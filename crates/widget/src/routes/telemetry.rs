//! Fire-and-forget telemetry endpoint.
//!
//! The widget posts small usage events (widget opened, utterance handled,
//! add-to-cart confirmed). Events are logged, never stored; a malformed
//! body is answered with `{"ok": false}` rather than an error page so the
//! widget can stay oblivious.

use axum::{Json, extract::rejection::JsonRejection, http::StatusCode, response::IntoResponse};
use serde_json::{Value, json};
use tracing::info;

/// Record a telemetry event.
pub async fn record(payload: Result<Json<Value>, JsonRejection>) -> impl IntoResponse {
    match payload {
        Ok(Json(event)) => {
            let kind = event
                .get("event")
                .and_then(Value::as_str)
                .unwrap_or("unknown");
            info!(event = kind, payload = %event, "telemetry event");
            (StatusCode::OK, Json(json!({ "ok": true })))
        }
        Err(_) => (StatusCode::BAD_REQUEST, Json(json!({ "ok": false }))),
    }
}
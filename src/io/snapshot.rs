// Copyright (c) 2025, Jason Jenkins
// SPDX-License-Identifier: BSD-3-Clause

//! Still images taken from the live feed.
//!
//! A captured frame is encoded to PNG right away; the PNG bytes are the
//! print's payload from then on. Decoding back to pixels only happens when a
//! texture has to be built.

use crate::camera::Frame;
use anyhow::{anyhow, Context, Result};
use image::{ImageFormat, RgbImage, RgbaImage};
use std::fmt;
use std::io::Cursor;
use std::sync::atomic::{AtomicU64, Ordering};

static NEXT_SERIAL: AtomicU64 = AtomicU64::new(1);

/// A PNG-encoded still image.
#[derive(Clone, PartialEq, Eq)]
pub struct Snapshot {
    serial: u64,
    width: u32,
    height: u32,
    png: Vec<u8>,
}

impl Snapshot {
    /// Wrap already encoded PNG data.
    pub fn from_png(width: u32, height: u32, png: Vec<u8>) -> Self {
        Self {
            serial: NEXT_SERIAL.fetch_add(1, Ordering::Relaxed),
            width,
            height,
            png,
        }
    }

    /// Render `frame` into an offscreen buffer and encode it as PNG.
    pub fn encode(frame: &Frame) -> Result<Self> {
        let buffer = RgbImage::from_raw(frame.width, frame.height, frame.rgb.clone())
            .ok_or_else(|| {
                anyhow!(
                    "Frame buffer too small for {}x{} ({} bytes)",
                    frame.width,
                    frame.height,
                    frame.rgb.len()
                )
            })?;

        let mut png = Cursor::new(Vec::new());
        buffer
            .write_to(&mut png, ImageFormat::Png)
            .context("Failed to encode snapshot as PNG")?;

        Ok(Self::from_png(frame.width, frame.height, png.into_inner()))
    }

    /// Process-unique number, used as a texture cache key.
    pub fn serial(&self) -> u64 {
        self.serial
    }

    pub fn width(&self) -> u32 {
        self.width
    }

    pub fn height(&self) -> u32 {
        self.height
    }

    pub fn png(&self) -> &[u8] {
        &self.png
    }

    /// Decode the payload back into RGBA pixels.
    pub fn decode(&self) -> Result<RgbaImage> {
        let image = image::load_from_memory_with_format(&self.png, ImageFormat::Png)
            .context("Failed to decode snapshot")?;
        Ok(image.to_rgba8())
    }
}

impl fmt::Debug for Snapshot {
    fn fmt(&self, f: &mut fmt::Formatter<'_>) -> fmt::Result {
        f.debug_struct("Snapshot")
            .field("serial", &self.serial)
            .field("width", &self.width)
            .field("height", &self.height)
            .field("png_bytes", &self.png.len())
            .finish()
    }
}
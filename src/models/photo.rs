// Copyright (c) 2025, Jason Jenkins
// SPDX-License-Identifier: BSD-3-Clause

//! Photo data structures.
//!
//! This module defines the settled print that lives on the collage, its
//! identifier, and the window-space point type shared by the models.

use crate::io::snapshot::Snapshot;
use std::fmt;
use std::sync::Arc;
use std::time::{SystemTime, UNIX_EPOCH};

/// Width of a print card in points.
pub const PRINT_WIDTH: f32 = 220.0;
/// Margin around the image area (top, left, right).
pub const PRINT_MARGIN: f32 = 12.0;
/// Thicker bottom margin of the card.
pub const PRINT_BOTTOM_MARGIN: f32 = 48.0;
/// Side of the square image area.
pub const PRINT_IMAGE_SIDE: f32 = PRINT_WIDTH - 2.0 * PRINT_MARGIN;
/// Height of a print card in points.
pub const PRINT_HEIGHT: f32 = PRINT_MARGIN + PRINT_IMAGE_SIDE + PRINT_BOTTOM_MARGIN;

/// A 2D point in window coordinates.
#[derive(Debug, Clone, Copy, PartialEq, Default)]
pub struct Point {
    pub x: f32,
    pub y: f32,
}

impl Point {
    pub const fn new(x: f32, y: f32) -> Self {
        Self { x, y }
    }

    /// Vector from `self` to `other`.
    pub fn offset_to(self, other: Point) -> (f32, f32) {
        (other.x - self.x, other.y - self.y)
    }

    /// Move the point by `(dx, dy)`.
    pub fn translate(self, (dx, dy): (f32, f32)) -> Point {
        Point::new(self.x + dx, self.y + dy)
    }
}

/// Unique photo identifier, derived from the creation time in milliseconds.
#[derive(Debug, Clone, Copy, PartialEq, Eq, Hash, PartialOrd, Ord)]
pub struct PhotoId(u64);

impl PhotoId {
    #[cfg(test)]
    pub fn as_u64(self) -> u64 {
        self.0
    }
}

impl fmt::Display for PhotoId {
    fn fmt(&self, f: &mut fmt::Formatter<'_>) -> fmt::Result {
        write!(f, "{}", self.0)
    }
}

/// Hands out creation-time ids that stay unique even when several photos
/// are created within the same millisecond or the clock steps backwards.
#[derive(Debug, Default)]
pub struct PhotoIdGenerator {
    last: Option<u64>,
}

impl PhotoIdGenerator {
    pub fn new() -> Self {
        Self::default()
    }

    /// Next id for a photo created at `now`.
    pub fn next(&mut self, now: SystemTime) -> PhotoId {
        let millis = now
            .duration_since(UNIX_EPOCH)
            .map(|d| d.as_millis() as u64)
            .unwrap_or(0);
        let id = match self.last {
            Some(last) if millis <= last => last + 1,
            _ => millis,
        };
        self.last = Some(id);
        PhotoId(id)
    }
}

/// A developed print on the collage.
#[derive(Debug, Clone)]
pub struct Photo {
    pub id: PhotoId,
    pub snapshot: Arc<Snapshot>,
    /// Top-left corner of the unrotated card.
    pub position: Point,
    /// Tilt in degrees.
    pub rotation: f32,
}

impl Photo {
    pub fn new(id: PhotoId, snapshot: Arc<Snapshot>, position: Point, rotation: f32) -> Self {
        Self {
            id,
            snapshot,
            position,
            rotation,
        }
    }

    /// Check whether the rotated card covers `point`.
    pub fn contains(&self, point: Point) -> bool {
        crate::util::geometry::rotated_rect_contains(
            self.position,
            PRINT_WIDTH,
            PRINT_HEIGHT,
            self.rotation,
            point,
        )
    }
}

#[cfg(test)]
mod tests {
    use super::*;
    use std::time::Duration;

    #[test]
    fn test_ids_follow_the_clock() {
        let mut ids = PhotoIdGenerator::new();
        let t = UNIX_EPOCH + Duration::from_millis(1_700_000_000_000);

        assert_eq!(ids.next(t).as_u64(), 1_700_000_000_000);
        assert_eq!(ids.next(t + Duration::from_millis(40)).as_u64(), 1_700_000_000_040);
    }

    #[test]
    fn test_ids_unique_within_same_millisecond() {
        let mut ids = PhotoIdGenerator::new();
        let t = UNIX_EPOCH + Duration::from_millis(5_000);

        let a = ids.next(t);
        let b = ids.next(t);
        let c = ids.next(t - Duration::from_millis(3));

        assert!(a < b && b < c);
    }

    #[test]
    fn test_print_dimensions() {
        assert_eq!(PRINT_IMAGE_SIDE, 196.0);
        assert_eq!(PRINT_HEIGHT, 256.0);
    }

    #[test]
    fn test_point_offset_roundtrip() {
        let origin = Point::new(120.0, 380.0);
        let pointer = Point::new(150.5, 400.0);

        let offset = origin.offset_to(pointer);
        assert_eq!(offset, (30.5, 20.0));
        assert_eq!(pointer.translate((-offset.0, -offset.1)), origin);
    }
}
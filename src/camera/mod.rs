// Copyright (c) 2025, Jason Jenkins
// SPDX-License-Identifier: BSD-3-Clause

//! Camera device boundary.
//!
//! A [`CameraBackend`] opens a device and yields a [`FrameSource`]; the
//! [`session::CameraSession`] runs a source on a worker thread and keeps the
//! latest frame around for the viewfinder and the shutter.

#[cfg(feature = "camera-opencv")]
pub mod opencv_backend;
pub mod session;

use crate::config::Config;
use std::time::Duration;
use thiserror::Error;

/// One RGB8 video frame, rows tightly packed.
#[derive(Debug, Clone, PartialEq, Eq)]
pub struct Frame {
    pub width: u32,
    pub height: u32,
    pub rgb: Vec<u8>,
}

/// What to ask the device for.
#[derive(Debug, Clone, Copy, PartialEq, Eq)]
pub struct CaptureRequest {
    pub device_index: i32,
    pub width: u32,
    pub height: u32,
    /// How long an opened device may stay silent before it counts as unavailable.
    pub first_frame_timeout: Duration,
}

impl CaptureRequest {
    pub fn from_config(config: &Config) -> Self {
        Self {
            device_index: config.camera_index,
            width: config.frame_width,
            height: config.frame_height,
            first_frame_timeout: Duration::from_millis(config.first_frame_timeout_ms),
        }
    }
}

/// Why the camera could not be used.
#[derive(Debug, Clone, PartialEq, Eq, Error)]
pub enum CameraError {
    #[error("no camera backend was compiled into this build")]
    BackendUnavailable,
    #[error("camera device unavailable: {0}")]
    DeviceUnavailable(String),
    #[error("failed to read camera frame: {0}")]
    Frame(String),
}

/// Opens camera devices.
pub trait CameraBackend: Send {
    /// Acquire the device. May block while the system asks for permission.
    fn open(&mut self, request: &CaptureRequest) -> Result<Box<dyn FrameSource>, CameraError>;
}

/// An acquired device. Dropping it releases the device.
pub trait FrameSource: Send {
    /// Next frame, or `None` if none is ready yet.
    fn read_frame(&mut self) -> Result<Option<Frame>, CameraError>;
}

/// Backend used when no capture library is compiled in.
#[cfg(any(test, not(feature = "camera-opencv")))]
#[derive(Debug, Default)]
pub struct UnavailableBackend;

#[cfg(any(test, not(feature = "camera-opencv")))]
impl CameraBackend for UnavailableBackend {
    fn open(&mut self, _request: &CaptureRequest) -> Result<Box<dyn FrameSource>, CameraError> {
        Err(CameraError::BackendUnavailable)
    }
}

/// The best backend this build supports.
pub fn default_backend() -> Box<dyn CameraBackend> {
    #[cfg(feature = "camera-opencv")]
    {
        Box::new(opencv_backend::OpenCvBackend)
    }
    #[cfg(not(feature = "camera-opencv"))]
    {
        log::warn!("Built without a camera backend; enable the `camera-opencv` feature");
        Box::new(UnavailableBackend)
    }
}

#[cfg(test)]
mod tests {
    use super::*;

    #[test]
    fn test_request_from_config() {
        let config = Config {
            camera_index: 2,
            ..Config::default()
        };
        let request = CaptureRequest::from_config(&config);

        assert_eq!(request.device_index, 2);
        assert_eq!((request.width, request.height), (640, 480));
        assert_eq!(request.first_frame_timeout, Duration::from_secs(10));
    }

    #[test]
    fn test_unavailable_backend_fails() {
        let result = UnavailableBackend.open(&CaptureRequest::from_config(&Config::default()));
        assert_eq!(result.err(), Some(CameraError::BackendUnavailable));
    }
}
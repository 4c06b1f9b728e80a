// Copyright (c) 2025, Jason Jenkins
// SPDX-License-Identifier: BSD-3-Clause

//! Geometry and animation helpers.

pub mod easing;
pub mod geometry;
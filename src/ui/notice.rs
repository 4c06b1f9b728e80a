// Copyright (c) 2025, Jason Jenkins
// SPDX-License-Identifier: BSD-3-Clause

//! One-shot notice shown when the camera cannot be used.

use crate::camera::CameraError;

const HEADLINE: &str = "Unable to access the camera. Please make sure camera access has been granted.";

/// Pending camera failure message, if any.
#[derive(Debug, Default)]
pub struct FailureNotice {
    detail: Option<String>,
}

impl FailureNotice {
    pub fn new() -> Self {
        Self::default()
    }

    /// Queue the notice for `error`.
    pub fn raise(&mut self, error: &CameraError) {
        self.detail = Some(error.to_string());
    }

    #[cfg(test)]
    pub fn is_open(&self) -> bool {
        self.detail.is_some()
    }

    /// Show the notice until the user dismisses it.
    pub fn show(&mut self, ctx: &egui::Context) {
        let Some(detail) = &self.detail else {
            return;
        };

        let mut dismissed = false;
        egui::Window::new("Camera unavailable")
            .collapsible(false)
            .resizable(false)
            .anchor(egui::Align2::CENTER_CENTER, egui::Vec2::ZERO)
            .show(ctx, |ui| {
                ui.label(HEADLINE);
                ui.add_space(4.0);
                ui.label(egui::RichText::new(detail).weak().small());
                ui.add_space(8.0);
                ui.vertical_centered(|ui| {
                    if ui.button("OK").clicked() {
                        dismissed = true;
                    }
                });
            });

        if dismissed {
            self.detail = None;
        }
    }
}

◇ ◇ ◇

§ **REQUIRED ACTION**:
Only the lines containing the word "that" should be returned from the data above.

§ **RESULT BELOW**:
//! This module defines the settled print that lives on the collage, its
/// Hands out creation-time ids that stay unique even when several photos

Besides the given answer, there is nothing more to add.